WHAT IS REQUIRED - Your response should be the complete data, transcribed exactly.

Collected data
# # #
//! OLED display support for Tickertape
//!
//! This crate provides:
//! - `FrameBuffer`, a 128x64 page-organized buffer usable as an
//!   `embedded-graphics` draw target
//! - `Ssd1306`, an async I2C driver that implements the core `Surface` trait
//!   on top of the frame buffer
//!
//! Text is rendered with `embedded-graphics` mono fonts: 5x8 for the status
//! bar and network list, 9x15 for the marquee.

#![cfg_attr(not(test), no_std)]

pub mod frame;
pub mod ssd1306;

pub use frame::{FrameBuffer, HEIGHT, WIDTH};
pub use ssd1306::{OledError, Ssd1306, DEFAULT_ADDRESS};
# # #
EXERCISE RESULT -
//! OLED display support for Tickertape
//!
//! This crate provides:
//! - `FrameBuffer`, a 128x64 page-organized buffer usable as an
//!   `embedded-graphics` draw target
//! - `Ssd1306`, an async I2C driver that implements the core `Surface` trait
//!   on top of the frame buffer
//!
//! Text is rendered with `embedded-graphics` mono fonts: 5x8 for the status
//! bar and network list, 9x15 for the marquee.

#![cfg_attr(not(test), no_std)]

pub mod frame;
pub mod ssd1306;

pub use frame::{FrameBuffer, HEIGHT, WIDTH};
pub use ssd1306::{OledError, Ssd1306, DEFAULT_ADDRESS};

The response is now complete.